Large file copy imitation offers similar results for all contenders, except for the 180GXP — the difference between the 7K250 and the 7K400 is just a couple of percents for the 7K250, though the 7K400 loses more in quiet seek mode — 4%. But the difference between Hitachi hard disks grows in the imitation of small file copy procedure — both 7K250 models are positive leaders (SATA is again a tad faster due to a larger buffer, while UATA is faster with larger request queue). The old 180GXP even outscored the new 7K400 models, getting generally on a par with them in performance in these tasks.

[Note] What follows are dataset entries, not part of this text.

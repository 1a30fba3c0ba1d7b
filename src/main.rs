// Main binary that starts the Waitron server
use clap::Parser;
use color_eyre::eyre::{Result, eyre};
use std::io::stderr;
use std::net::{IpAddr, SocketAddr};
use std::path::PathBuf;
use tracing::info;
use tracing_subscriber::{EnvFilter, fmt, prelude::*, registry};

use waitron_server::{Config, run as run_server};

#[derive(Parser, Debug)]
#[command(
    author,
    version,
    about = "Waitron - unattended OS provisioning for network-booted machines",
    long_about = None
)]
struct Cli {
    /// Path to the YAML config file
    #[arg(short, long, env = "CONFIG_FILE")]
    config: PathBuf,

    /// Address to listen for requests on
    #[arg(short, long, default_value = "0.0.0.0")]
    address: IpAddr,

    /// Port to listen for requests on
    #[arg(short, long, default_value_t = 9090)]
    port: u16,

    /// Verbose output - shows more detailed logs
    #[arg(short, long, default_value_t = false)]
    verbose: bool,
}

#[tokio::main]
async fn main() -> Result<()> {
    color_eyre::install()?;

    let cli = Cli::parse();

    let default_level = if cli.verbose { "debug" } else { "info" };
    let default_directives = format!(
        "waitron={level},waitron_server={level},waitron_pixie={level},tower_http={level},\
         hyper=warn,h2=warn",
        level = default_level
    );
    let filter = EnvFilter::try_from_default_env()
        .unwrap_or_else(|_| EnvFilter::new(default_directives));
    registry().with(filter).with(fmt::layer().with_writer(stderr)).init();

    let config = Config::load(&cli.config).map_err(|e| eyre!("{:#}", e))?;
    info!(config = %cli.config.display(), "Loaded configuration");

    let addr = SocketAddr::new(cli.address, cli.port);
    run_server(config, addr).await.map_err(|e| eyre!("{:#}", e))?;

    Ok(())
}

If we average the results of the previous patterns geometrically (reading, writing, and copying large and small files) with two queue depths (1 and 64), we get the picture shown on the diagram above this paragraph: both Deskstar 7K250 models are the leaders "by total scores" (the senior one is a tad faster than the junior with four times as small buffer and slower interface), which outscore both 7K400 series hard disks by approximately 10% (SATA model turned out a tad faster). Frankly speaking, such noticeable gap between the novices and their direct "forefathers" cannot be written off to the increased seek time and number of platters. All the more – to the 10% lag in linear read speed in the platter middle. Perhaps, the reason is in modified firmware procedures (as we have seen above, they do not always lead to performance gains). As a result, in these consumer patterns the 7K400 models are only 5-6% ahead of the former hero — the senior hard disk from the Vancouver 2 series (180GXP). Though it did not best them even in the quiet seek mode.

The remaining several patterns only confirm the logic discovered above.

In defragmentation imitation "the old guys" are again out of reach of the new hard disks from the 7K400 series, and the quiet seek losses are noticeable.

And finally, the pattern of streaming read/write with large or small blocks discounts the differences between the hard disks, granting the podium of honour to Kurofune models at least for some time.